Exercise
Copy out every line in the entries below that includes "ReconnectFailed".

Records drawn from a dataset

________________________________________

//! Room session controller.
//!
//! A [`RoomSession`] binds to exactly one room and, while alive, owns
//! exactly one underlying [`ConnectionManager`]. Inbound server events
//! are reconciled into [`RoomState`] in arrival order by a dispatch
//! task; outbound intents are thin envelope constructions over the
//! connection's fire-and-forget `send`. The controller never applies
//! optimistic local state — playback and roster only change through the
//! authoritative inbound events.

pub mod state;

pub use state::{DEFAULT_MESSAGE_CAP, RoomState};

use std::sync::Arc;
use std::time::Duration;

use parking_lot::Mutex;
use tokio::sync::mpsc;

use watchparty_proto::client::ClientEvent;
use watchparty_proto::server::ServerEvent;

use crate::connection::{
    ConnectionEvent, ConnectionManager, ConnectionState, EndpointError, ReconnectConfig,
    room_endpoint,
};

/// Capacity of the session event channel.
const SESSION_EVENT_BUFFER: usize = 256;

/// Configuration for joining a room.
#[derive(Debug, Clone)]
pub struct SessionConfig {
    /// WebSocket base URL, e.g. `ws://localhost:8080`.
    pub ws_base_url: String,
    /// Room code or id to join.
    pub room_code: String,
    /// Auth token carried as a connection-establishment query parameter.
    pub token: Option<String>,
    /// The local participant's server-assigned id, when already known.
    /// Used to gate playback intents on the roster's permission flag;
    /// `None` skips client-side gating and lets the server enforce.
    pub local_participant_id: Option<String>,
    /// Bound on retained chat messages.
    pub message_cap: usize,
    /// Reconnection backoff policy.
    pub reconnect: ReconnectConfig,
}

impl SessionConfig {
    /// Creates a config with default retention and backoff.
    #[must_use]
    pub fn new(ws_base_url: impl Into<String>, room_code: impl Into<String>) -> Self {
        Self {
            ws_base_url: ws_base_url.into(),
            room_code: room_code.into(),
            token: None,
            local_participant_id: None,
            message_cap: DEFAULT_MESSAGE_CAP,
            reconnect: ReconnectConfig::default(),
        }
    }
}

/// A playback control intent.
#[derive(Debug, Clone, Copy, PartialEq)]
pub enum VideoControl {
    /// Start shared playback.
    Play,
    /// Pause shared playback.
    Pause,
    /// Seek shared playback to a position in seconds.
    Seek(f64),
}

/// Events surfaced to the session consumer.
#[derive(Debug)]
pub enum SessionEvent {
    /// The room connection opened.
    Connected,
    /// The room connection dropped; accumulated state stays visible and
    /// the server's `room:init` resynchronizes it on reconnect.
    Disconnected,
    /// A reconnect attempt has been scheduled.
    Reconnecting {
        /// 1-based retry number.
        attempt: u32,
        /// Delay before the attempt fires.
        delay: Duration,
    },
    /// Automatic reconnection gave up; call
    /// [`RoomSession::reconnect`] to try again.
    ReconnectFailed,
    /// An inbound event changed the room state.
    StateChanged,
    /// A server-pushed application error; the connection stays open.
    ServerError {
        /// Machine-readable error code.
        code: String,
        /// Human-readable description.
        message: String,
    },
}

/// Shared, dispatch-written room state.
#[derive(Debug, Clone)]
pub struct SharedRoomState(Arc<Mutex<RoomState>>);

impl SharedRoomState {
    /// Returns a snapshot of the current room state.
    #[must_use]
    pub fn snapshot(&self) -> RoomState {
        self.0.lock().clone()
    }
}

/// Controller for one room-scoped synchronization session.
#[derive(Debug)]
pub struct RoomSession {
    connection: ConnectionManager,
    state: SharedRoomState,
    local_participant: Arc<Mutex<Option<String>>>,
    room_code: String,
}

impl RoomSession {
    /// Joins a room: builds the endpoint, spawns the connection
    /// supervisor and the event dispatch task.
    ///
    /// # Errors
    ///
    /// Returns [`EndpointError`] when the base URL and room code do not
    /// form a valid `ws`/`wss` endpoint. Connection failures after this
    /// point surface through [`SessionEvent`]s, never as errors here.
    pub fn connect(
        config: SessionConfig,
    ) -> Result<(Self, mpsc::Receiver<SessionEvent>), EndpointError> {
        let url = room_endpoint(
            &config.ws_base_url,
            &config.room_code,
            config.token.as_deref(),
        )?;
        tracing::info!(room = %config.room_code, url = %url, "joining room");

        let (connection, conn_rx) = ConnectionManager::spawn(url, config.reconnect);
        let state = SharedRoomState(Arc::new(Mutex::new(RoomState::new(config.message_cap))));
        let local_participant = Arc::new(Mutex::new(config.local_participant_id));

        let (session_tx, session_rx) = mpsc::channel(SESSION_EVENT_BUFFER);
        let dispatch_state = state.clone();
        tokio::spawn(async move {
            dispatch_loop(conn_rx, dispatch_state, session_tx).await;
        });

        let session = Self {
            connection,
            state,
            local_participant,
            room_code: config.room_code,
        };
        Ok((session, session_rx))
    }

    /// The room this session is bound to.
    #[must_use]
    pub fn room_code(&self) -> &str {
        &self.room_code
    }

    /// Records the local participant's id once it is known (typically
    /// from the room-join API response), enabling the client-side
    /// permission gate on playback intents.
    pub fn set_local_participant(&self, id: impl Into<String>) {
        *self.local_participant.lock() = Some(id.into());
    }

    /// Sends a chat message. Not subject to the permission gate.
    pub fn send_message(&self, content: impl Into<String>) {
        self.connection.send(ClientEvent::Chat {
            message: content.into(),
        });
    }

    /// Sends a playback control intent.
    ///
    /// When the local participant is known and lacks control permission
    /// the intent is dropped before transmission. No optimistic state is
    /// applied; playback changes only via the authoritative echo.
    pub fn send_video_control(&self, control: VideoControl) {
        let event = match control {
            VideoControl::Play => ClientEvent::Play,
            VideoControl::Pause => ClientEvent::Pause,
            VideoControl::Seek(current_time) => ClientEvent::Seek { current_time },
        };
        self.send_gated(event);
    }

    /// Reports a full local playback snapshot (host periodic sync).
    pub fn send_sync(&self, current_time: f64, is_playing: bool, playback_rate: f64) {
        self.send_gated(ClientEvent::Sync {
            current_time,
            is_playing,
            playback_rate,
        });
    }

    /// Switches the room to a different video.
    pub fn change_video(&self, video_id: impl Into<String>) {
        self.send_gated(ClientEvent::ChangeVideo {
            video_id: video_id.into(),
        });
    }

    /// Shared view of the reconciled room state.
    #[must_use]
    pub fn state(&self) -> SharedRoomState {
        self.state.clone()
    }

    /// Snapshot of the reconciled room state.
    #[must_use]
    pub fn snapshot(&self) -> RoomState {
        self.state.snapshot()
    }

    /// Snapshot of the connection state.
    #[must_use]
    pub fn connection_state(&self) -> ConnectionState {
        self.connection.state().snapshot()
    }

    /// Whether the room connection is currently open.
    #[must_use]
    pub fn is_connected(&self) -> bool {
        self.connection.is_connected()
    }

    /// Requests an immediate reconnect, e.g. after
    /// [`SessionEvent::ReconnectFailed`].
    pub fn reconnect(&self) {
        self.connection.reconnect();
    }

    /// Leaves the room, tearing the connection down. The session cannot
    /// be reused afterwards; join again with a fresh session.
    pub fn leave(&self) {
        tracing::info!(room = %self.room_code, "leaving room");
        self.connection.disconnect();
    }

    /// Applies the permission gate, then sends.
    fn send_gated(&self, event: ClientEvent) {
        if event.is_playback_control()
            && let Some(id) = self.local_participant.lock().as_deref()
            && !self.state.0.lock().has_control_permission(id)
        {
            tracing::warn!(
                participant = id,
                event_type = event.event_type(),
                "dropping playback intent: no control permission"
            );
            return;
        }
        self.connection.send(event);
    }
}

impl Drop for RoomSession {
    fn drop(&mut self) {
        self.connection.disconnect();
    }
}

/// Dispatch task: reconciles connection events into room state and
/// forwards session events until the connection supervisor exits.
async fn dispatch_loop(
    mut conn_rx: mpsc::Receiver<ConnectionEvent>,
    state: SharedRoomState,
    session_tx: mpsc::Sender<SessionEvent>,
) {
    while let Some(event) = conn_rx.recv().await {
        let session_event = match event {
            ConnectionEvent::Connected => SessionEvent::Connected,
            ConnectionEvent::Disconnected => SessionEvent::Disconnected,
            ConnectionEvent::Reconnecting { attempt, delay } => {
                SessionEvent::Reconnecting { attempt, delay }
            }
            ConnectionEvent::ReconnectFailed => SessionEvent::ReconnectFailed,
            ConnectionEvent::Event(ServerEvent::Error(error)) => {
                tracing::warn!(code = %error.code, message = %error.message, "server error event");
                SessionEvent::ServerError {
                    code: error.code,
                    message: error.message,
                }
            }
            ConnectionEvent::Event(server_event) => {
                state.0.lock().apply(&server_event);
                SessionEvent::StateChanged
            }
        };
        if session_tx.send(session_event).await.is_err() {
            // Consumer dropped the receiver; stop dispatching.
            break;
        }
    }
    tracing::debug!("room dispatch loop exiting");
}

________________________________________

Exercise answer
    ReconnectFailed,
    /// [`SessionEvent::ReconnectFailed`].
            ConnectionEvent::ReconnectFailed => SessionEvent::ReconnectFailed,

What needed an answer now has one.